Artigo | Cavalo de Padeiro

Por Leomar Daroncho*

Um amigo, jovem há muito tempo, traduz longas explicações em assertivas que condensam o conhecimento de quem já viu e viveu muita coisa. São expressões que simplificam e perpetuam verdades universais a partir do olhar regional, no caso o interior gaúcho. Algo como o que li na apresentação de uma obra do Frei Betto: “A cabeça pensa a partir de onde os pés pisam”.

Numa dessas deliciosas sabedorias meu bom, sábio e velho amigo marca as coisas que não mudam com a expressão “Cavalo de Padeiro”. Dá a isso o sentido da rotina da época em que o padeiro entregava pão, diariamente, com uma charrete. Seguia sempre o mesmo trajeto. Tão acostumado estava à rotina que não era necessária orientação alguma. Dispensava-se o chicote ou o comando. Qualquer mudança de percurso, ao contrário, exigia um grande esforço.

No mundo jurídico, particularmente nas questões afetas aos direitos sociais, causa incômodo a quem pensa de forma crítica verificar que, apesar de termos tido, formalmente, substancial guinada no nosso modelo de organização social na Constituição de 1988, os conflitos seguem sendo interpretados e os direitos definidos com base numa compreensão anterior, muitas vezes acanhada e contrária ao texto constitucional.

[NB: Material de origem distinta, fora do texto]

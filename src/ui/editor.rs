//! Raw configuration editing in the user's `$EDITOR`.
//!
//! The draft is written as YAML to a private temp file, the terminal is
//! handed to the editor, and the result is parsed back. A parse error keeps
//! the previous draft; nothing reaches the backend until the user applies.

use crate::app::App;
use anyhow::{Context, Result};
use std::path::{Path, PathBuf};

/// Editor used when neither `$VISUAL` nor `$EDITOR` is set.
const FALLBACK_EDITOR: &str = "vi";

fn editor_command() -> String {
    std::env::var("VISUAL")
        .or_else(|_| std::env::var("EDITOR"))
        .ok()
        .filter(|e| !e.trim().is_empty())
        .unwrap_or_else(|| FALLBACK_EDITOR.to_string())
}

fn draft_path() -> PathBuf {
    std::env::temp_dir().join(format!("feedboard-config-{}.yaml", std::process::id()))
}

fn write_private(path: &Path, contents: &str) -> Result<()> {
    #[cfg(unix)]
    {
        use std::io::Write;
        use std::os::unix::fs::OpenOptionsExt;
        let mut file = std::fs::OpenOptions::new()
            .write(true)
            .create(true)
            .truncate(true)
            .mode(0o600)
            .open(path)?;
        file.write_all(contents.as_bytes())?;
    }
    #[cfg(not(unix))]
    std::fs::write(path, contents)?;
    Ok(())
}

/// Run the editor on the current draft. The terminal must already be
/// restored to cooked mode by the caller.
///
/// Returns the status message to show.
pub(super) async fn edit_draft(app: &mut App) -> Result<String> {
    let yaml = app.draft_yaml().context("Failed to render configuration")?;
    let path = draft_path();
    write_private(&path, &yaml).context("Failed to write temp file")?;

    let editor = editor_command();
    // Allow "code --wait" style values.
    let mut parts = editor.split_whitespace();
    let program = parts.next().unwrap_or(FALLBACK_EDITOR);
    tracing::debug!(editor = %editor, path = %path.display(), "Launching editor");

    let status = tokio::process::Command::new(program)
        .args(parts)
        .arg(&path)
        .status()
        .await
        .with_context(|| format!("Failed to launch editor '{}'", editor));

    let edited = tokio::fs::read_to_string(&path).await;
    if let Err(e) = tokio::fs::remove_file(&path).await {
        tracing::debug!(error = %e, "Failed to remove temp file");
    }

    let status = status?;
    if !status.success() {
        return Ok(format!("Editor exited with {}, changes discarded", status));
    }
    let edited = edited.context("Failed to read edited file")?;
    if edited == yaml {
        return Ok("No changes".to_string());
    }

    match app.replace_draft_from_yaml(&edited) {
        Ok(()) => Ok("Draft updated, press w to apply".to_string()),
        Err(e) => {
            tracing::info!(error = %e, "Edited configuration rejected");
            Ok(format!("{} (not saved)", e))
        }
    }
}
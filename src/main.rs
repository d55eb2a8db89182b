use anyhow::{Context, Result};
use clap::Parser;
use std::path::PathBuf;
use std::sync::Arc;
use tokio::net::TcpListener;
use tokio::sync::mpsc;

use feedboard::app::{App, AppEvent};
use feedboard::config::Config;
use feedboard::proxy::{self, ProxyState};
use feedboard::read_state::ReadStateStore;
use feedboard::storage::{Database, DatabaseError};
use feedboard::ui;

/// Get the config directory path (~/.config/feedboard/)
fn get_config_dir() -> Result<PathBuf> {
    let home = std::env::var("HOME").context("HOME environment variable not set")?;
    Ok(PathBuf::from(home).join(".config").join("feedboard"))
}

#[derive(Parser, Debug)]
#[command(name = "feedboard", about = "Terminal dashboard for aggregated feed backends")]
struct Args {
    /// Config file (default: ~/.config/feedboard/config.toml)
    #[arg(long, value_name = "FILE")]
    config: Option<PathBuf>,

    /// Local database (default: ~/.config/feedboard/feedboard.db)
    #[arg(long, value_name = "FILE")]
    db: Option<PathBuf>,

    /// Backend base URL, overrides config and environment
    #[arg(long, value_name = "URL")]
    backend_url: Option<String>,

    /// Forget every item marked as read, then exit
    #[arg(long)]
    reset_read: bool,

    /// Run the HTTP proxy instead of the terminal UI
    #[arg(long)]
    serve_proxy: bool,

    /// Proxy listen address, overrides config
    #[arg(long, value_name = "ADDR", requires = "serve_proxy")]
    listen: Option<String>,
}

#[tokio::main]
async fn main() -> Result<()> {
    let args = Args::parse();

    let config_dir = get_config_dir()?;
    if !config_dir.exists() {
        std::fs::create_dir_all(&config_dir).context("Failed to create config directory")?;
    }

    // User-only access: the database holds reading history.
    #[cfg(unix)]
    {
        use std::os::unix::fs::PermissionsExt;
        if let Err(e) =
            std::fs::set_permissions(&config_dir, std::fs::Permissions::from_mode(0o700))
        {
            eprintln!(
                "Warning: failed to set permissions on {}: {}",
                config_dir.display(),
                e
            );
        }
    }

    init_tracing(&config_dir, args.serve_proxy)?;

    let config_path = args
        .config
        .clone()
        .unwrap_or_else(|| config_dir.join("config.toml"));
    let mut config = Config::load(&config_path)
        .with_context(|| format!("Failed to load {}", config_path.display()))?;
    if let Some(url) = &args.backend_url {
        config.backend_url = url.clone();
        config.validate().context("Invalid --backend-url")?;
    }
    if let Some(listen) = &args.listen {
        config.proxy_listen = listen.clone();
    }
    tracing::info!(backend = %config.backend_url, "Configuration loaded");

    if args.serve_proxy {
        return run_proxy(&config).await;
    }

    let db_path = args
        .db
        .clone()
        .unwrap_or_else(|| config_dir.join("feedboard.db"));
    let db_path_str = db_path
        .to_str()
        .ok_or_else(|| anyhow::anyhow!("Invalid UTF-8 in database path"))?;
    let db = match Database::open(db_path_str).await {
        Ok(db) => db,
        Err(DatabaseError::InstanceLocked) => {
            eprintln!(
                "Error: Another instance of feedboard appears to be running. Please close it and try again."
            );
            std::process::exit(1);
        }
        Err(e) => return Err(anyhow::anyhow!("Failed to open database: {}", e)),
    };

    if args.reset_read {
        let mut read_state = ReadStateStore::load(db.clone()).await?;
        let count = read_state.len();
        read_state.reset().await;
        db.close().await;
        println!("Forgot {} read items.", count);
        return Ok(());
    }

    let mut app = App::new(config, db.clone())
        .await
        .context("Failed to create application")?;

    let (event_tx, event_rx) = mpsc::channel::<AppEvent>(32);
    let result = ui::run(&mut app, event_tx, event_rx).await;

    drop(app);
    db.close().await;
    result
}

/// Log to a file while the TUI owns the terminal, to stderr otherwise.
/// `RUST_LOG` controls the filter.
fn init_tracing(config_dir: &std::path::Path, to_stderr: bool) -> Result<()> {
    let filter = tracing_subscriber::EnvFilter::try_from_default_env()
        .unwrap_or_else(|_| tracing_subscriber::EnvFilter::new("info"));

    if to_stderr {
        tracing_subscriber::fmt().with_env_filter(filter).init();
        return Ok(());
    }

    let log_path = config_dir.join("feedboard.log");
    let file = std::fs::OpenOptions::new()
        .create(true)
        .append(true)
        .open(&log_path)
        .with_context(|| format!("Failed to open log file {}", log_path.display()))?;
    tracing_subscriber::fmt()
        .with_env_filter(filter)
        .with_ansi(false)
        .with_writer(Arc::new(file))
        .init();
    Ok(())
}

async fn run_proxy(config: &Config) -> Result<()> {
    let client = reqwest::Client::builder()
        .timeout(config.request_timeout())
        .build()
        .context("Failed to build HTTP client")?;
    let state = ProxyState::new(client, &config.disabled_proxy_paths);

    let listener = TcpListener::bind(&config.proxy_listen)
        .await
        .with_context(|| format!("Failed to bind {}", config.proxy_listen))?;
    let addr = listener.local_addr()?;
    println!("Proxy listening on http://{}", addr);

    proxy::serve(listener, state, async {
        if let Err(e) = tokio::signal::ctrl_c().await {
            tracing::warn!(error = %e, "Failed to listen for Ctrl+C");
            std::future::pending::<()>().await;
        }
        tracing::info!("Received Ctrl+C, shutting down proxy");
    })
    .await
}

Nos conflitos trabalhistas, há sistemática resistência em avançar na interpretação. Resiste-se com notável apego a um modelo ultrapassado – interpretação retrospectiva, com leitura apenas parcial, seletiva e conveniente da Constituição. É uma via que ignora que até mesmo no moderno Direito Civil a liberdade de contratar está atrelada aos fins sociais do contrato, com destaque para os princípios da boa-fé e da probidade. É uma via que nos afasta do objetivo de construir “uma sociedade livre, justa e solidária”.

A jurisprudência consolidada do TST mantém exemplos de entendimentos indiferentes à Constituição, como o que continua admitindo a “hora extra” habitual (o TST mantém 55 enunciados de jurisprudência que disciplinam, de alguma forma, as consequências da prestação habitual de “horas extras”) e o trabalho rotineiro em ambiente insalubre, mediante paga, apesar do destaque constitucional à dignidade da pessoa humana e à saúde. 

A interpretação tradicional, quando se apega a velhos valores e a paradigmas superados, frustra os propósitos do constituinte. Mas quando essa corrente está quieta, é sinal de que a Constituição cumpre o indigno papel de mera paisagem, sem incomodar ninguém.

Nesse sentido, e sendo bem otimista, é um alento ver que o agrupamento político que representa os interesses mais atrasados e tradicionalmente beneficiados, inclusive no Judiciário, mobilize-se e reaja às iniciativas de valorização do trabalho humano e de redução das desigualdades, como determina a Constituição.

Quando não temos isso, temos o marasmo e a calmaria do Cavalo de Padeiro que segue seu trote de modo inferente, sem incomodar os beneficiados de sempre.